In Baja California, this shrub is common, and can be found sparsely from Tijuana south until Ensenada, where its distribution becomes more abundant, further south to the northern Central Desert region around the Boojum tree belt in El Rosario, and it extends about 25 miles inland. A voucher of this plant listed in the state of Sonora may be mislabeled and instead refers to the Sonoran Desert in Baja California; it is unclear if it occurs in the state of Sonora. In California, this plant is limited to the San Miguel Mountains of San Diego County, on public and private land.

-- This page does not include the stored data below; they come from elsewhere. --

//! Runs the compiled function binary the way the host does: JSON on STDIN,
//! JSON on STDOUT.

use std::io::Write;
use std::process::{Command, Stdio};

use anyhow::{bail, Result};

fn run_function(payload: &str) -> Result<serde_json::Value> {
    let mut child = Command::new(env!("CARGO_BIN_EXE_cart_transformer"))
        .stdin(Stdio::piped())
        .stdout(Stdio::piped())
        .stderr(Stdio::piped())
        .spawn()?;
    child
        .stdin
        .take()
        .expect("stdin is piped")
        .write_all(payload.as_bytes())?;
    let output = child.wait_with_output()?;
    if !output.status.success() {
        bail!(
            "function failed: {}",
            String::from_utf8_lossy(&output.stderr)
        );
    }
    Ok(serde_json::from_slice(&output.stdout)?)
}

#[test]
fn test_function_prices_samples() -> Result<()> {
    let output = run_function(
        r#"{
            "cart": {
                "lines": [
                    {
                        "id": "gid://shopify/CartLine/1",
                        "quantity": 1,
                        "attribute": { "key": "_free_sample", "value": "true" },
                        "merchandise": {
                            "__typename": "ProductVariant",
                            "id": "gid://shopify/ProductVariant/1",
                            "product": { "id": "gid://shopify/Product/1", "title": "Mini" }
                        },
                        "cost": { "amountPerQuantity": { "amount": "9.99", "currencyCode": "USD" } }
                    }
                ]
            }
        }"#,
    )?;
    assert_eq!(
        output["operations"][0]["lineUpdate"]["price"]["adjustment"]["fixedPricePerUnit"]["amount"],
        "0.00"
    );
    Ok(())
}

#[test]
fn test_function_empty_cart() -> Result<()> {
    let output = run_function(r#"{ "cart": { "lines": [] } }"#)?;
    assert_eq!(output, serde_json::json!({ "operations": [] }));
    Ok(())
}

#[test]
fn test_function_rejects_malformed_input() {
    assert!(run_function("not json").is_err());
}
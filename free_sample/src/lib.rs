//! Cart policy for "free sample" promotions on Shopify stores.
//!
//! Merchants tag products with `free-sample`, configure a spending threshold
//! and a per-order sample limit, and every surface that touches the cart
//! (the cart transform function, the checkout gate, the sample offer widget)
//! asks the same [`evaluator::CartPolicyEvaluator`] for its decisions.
//!
//! ```ignore
//! use free_sample::prelude::*;
//!
//! #[shopify_function]
//! fn run(input: input::Input) -> Result<FunctionRunResult> {
//!     let snapshot = input.cart.into_snapshot();
//!     Ok(TransformOutcome::from_adjustments(price_adjustments_for(&snapshot)).into())
//! }
//! ```

pub use free_sample_macro::shopify_function;
pub use serde;
pub use serde_json;

pub mod cart;
pub mod cart_transform;
pub mod catalog;
pub mod checkout;
pub mod evaluator;
pub mod money;
pub mod offers;
pub mod policy;
pub mod scalars;

pub mod prelude {
    pub use crate::cart::{CartLine, CartSnapshot};
    pub use crate::cart_transform::{FunctionRunResult, TransformOutcome};
    pub use crate::evaluator::{price_adjustments_for, CartPolicyEvaluator};
    pub use crate::log;
    pub use crate::policy::Policy;
    pub use crate::scalars::*;
    pub use crate::Result;
    pub use free_sample_macro::shopify_function;
}

pub type Result<T> = std::result::Result<T, Box<dyn std::error::Error>>;

/// Decodes a JSON configuration blob, falling back to `T::default()` when the
/// blob is missing or cannot be decoded.
pub fn parse_config<'a, T: Default + serde::Deserialize<'a>>(config: Option<&'a str>) -> T {
    config
        .and_then(|s| serde_json::from_str(s).ok())
        .unwrap_or_default()
}

/// Runs the given function `f` with the invocation payload, returning the
/// deserialized output. This function is provided as a helper when writing
/// tests.
pub fn run_function_with_input<F, P, O>(f: F, payload: &str) -> Result<O>
where
    F: Fn(P) -> Result<O>,
    P: serde::de::DeserializeOwned,
{
    let input: P = serde_json::from_str(payload)?;
    f(input)
}

#[doc(hidden)]
pub fn write_log(message: &str) {
    use std::io::Write;
    // Function logs are best effort; a closed stderr must not fail the run.
    let _ = std::io::stderr().write_all(message.as_bytes());
}

#[macro_export]
macro_rules! log {
    ($($args:tt)*) => {
        {
            use std::fmt::Write;
            let mut buf = String::new();
            writeln!(&mut buf, $($args)*).unwrap();
            $crate::write_log(&buf);
        }
    };
}
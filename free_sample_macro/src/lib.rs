use proc_macro2::TokenStream;
use quote::quote;
use syn::{
    parse::{Parse, ParseStream},
    parse_macro_input, parse_quote, Expr, FnArg, Token,
};

#[derive(Clone, Default)]
struct ShopifyFunctionArgs {
    input_stream: Option<Expr>,
    output_stream: Option<Expr>,
}

impl ShopifyFunctionArgs {
    fn parse<K: syn::parse::Parse, V: syn::parse::Parse>(
        input: &ParseStream<'_>,
    ) -> syn::Result<V> {
        input.parse::<K>()?;
        input.parse::<Token![=]>()?;
        let value: V = input.parse()?;
        if input.lookahead1().peek(Token![,]) {
            input.parse::<Token![,]>()?;
        }
        Ok(value)
    }
}

impl Parse for ShopifyFunctionArgs {
    fn parse(input: ParseStream) -> syn::Result<Self> {
        let mut args = Self::default();
        while !input.is_empty() {
            let lookahead = input.lookahead1();
            if lookahead.peek(kw::input_stream) {
                args.input_stream = Some(Self::parse::<kw::input_stream, Expr>(&input)?);
            } else if lookahead.peek(kw::output_stream) {
                args.output_stream = Some(Self::parse::<kw::output_stream, Expr>(&input)?);
            } else {
                return Err(lookahead.error());
            }
        }
        Ok(args)
    }
}

mod kw {
    syn::custom_keyword!(input_stream);
    syn::custom_keyword!(output_stream);
}

fn check_result_return_type(ast: &syn::ItemFn) -> syn::Result<()> {
    use syn::{Error, ReturnType, Type};

    let ReturnType::Type(_arrow, ty) = &ast.sig.output else {
        return Err(Error::new_spanned(
            &ast.sig,
            "Cart functions require an explicit return type",
        ));
    };
    let Type::Path(path) = ty.as_ref() else {
        return Err(Error::new_spanned(ty, "Cart functions must return a Result"));
    };
    match path.path.segments.last() {
        Some(segment) if segment.ident == "Result" => Ok(()),
        _ => Err(Error::new_spanned(ty, "Cart functions must return a Result")),
    }
}

fn expand(args: ShopifyFunctionArgs, ast: syn::ItemFn) -> TokenStream {
    let name = &ast.sig.ident;

    if ast.sig.inputs.len() != 1 {
        return quote! {compile_error!("Cart functions need exactly one input parameter");};
    }

    let input_type = match ast.sig.inputs.first() {
        Some(FnArg::Typed(input)) => input.ty.as_ref(),
        _ => return quote! {compile_error!("Cart functions can't have a receiver");},
    };

    if let Err(error) = check_result_return_type(&ast) {
        return error.to_compile_error();
    }

    let input_stream: Expr = args
        .input_stream
        .unwrap_or_else(|| parse_quote! { std::io::stdin() });
    let output_stream: Expr = args
        .output_stream
        .unwrap_or_else(|| parse_quote! { std::io::stdout() });

    quote! {
        fn main() -> ::std::result::Result<(), Box<dyn ::std::error::Error>> {
            let input: #input_type = ::free_sample::serde_json::from_reader(
                ::std::io::BufReader::new(#input_stream),
            )?;
            let result = #name(input)?;
            let mut out = #output_stream;
            ::free_sample::serde_json::to_writer(&mut out, &result)?;
            ::std::io::Write::flush(&mut out)?;
            Ok(())
        }

        #ast
    }
}

/// Generates the entry point for a cart function. The generated `main`
/// decodes the function input as JSON from `input_stream` (STDIN by default),
/// calls the annotated function, and encodes its result as JSON to
/// `output_stream` (STDOUT by default).
///
/// ```ignore
/// #[shopify_function]
/// fn run(input: input::Input) -> Result<FunctionRunResult> { /* ... */ }
/// ```
#[proc_macro_attribute]
pub fn shopify_function(
    attr: proc_macro::TokenStream,
    item: proc_macro::TokenStream,
) -> proc_macro::TokenStream {
    let args = parse_macro_input!(attr as ShopifyFunctionArgs);
    let ast = parse_macro_input!(item as syn::ItemFn);
    expand(args, ast).into()
}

This plant is generally found in chaparral and coastal scrub. This species most often grows in association with Artemisia californica, a co-dominant member of the coastal sage formation, and frequently with Salvia apiana.

== Conservation ==
This species is vulnerable to threats in Baja California but especially California, where it has a limited distribution. In San Diego County, it is primarily threatened by development, and by non-native plants (invasive plants), off-road vehicles, recreation, trampling, roads and illegal dumping. In Baja California, the threats may be similar.

== Cultivation ==
This plant is well-adapted for small gardens and perennial borders, and it also attracts hummingbirds and butterflies. Plants may look best if their tip is pruned continually, and watered once a month during summer. This species is tolerant of heavy soil, full sun, and is resistant to frost. The small leaves may create an interesting contrast with other sages.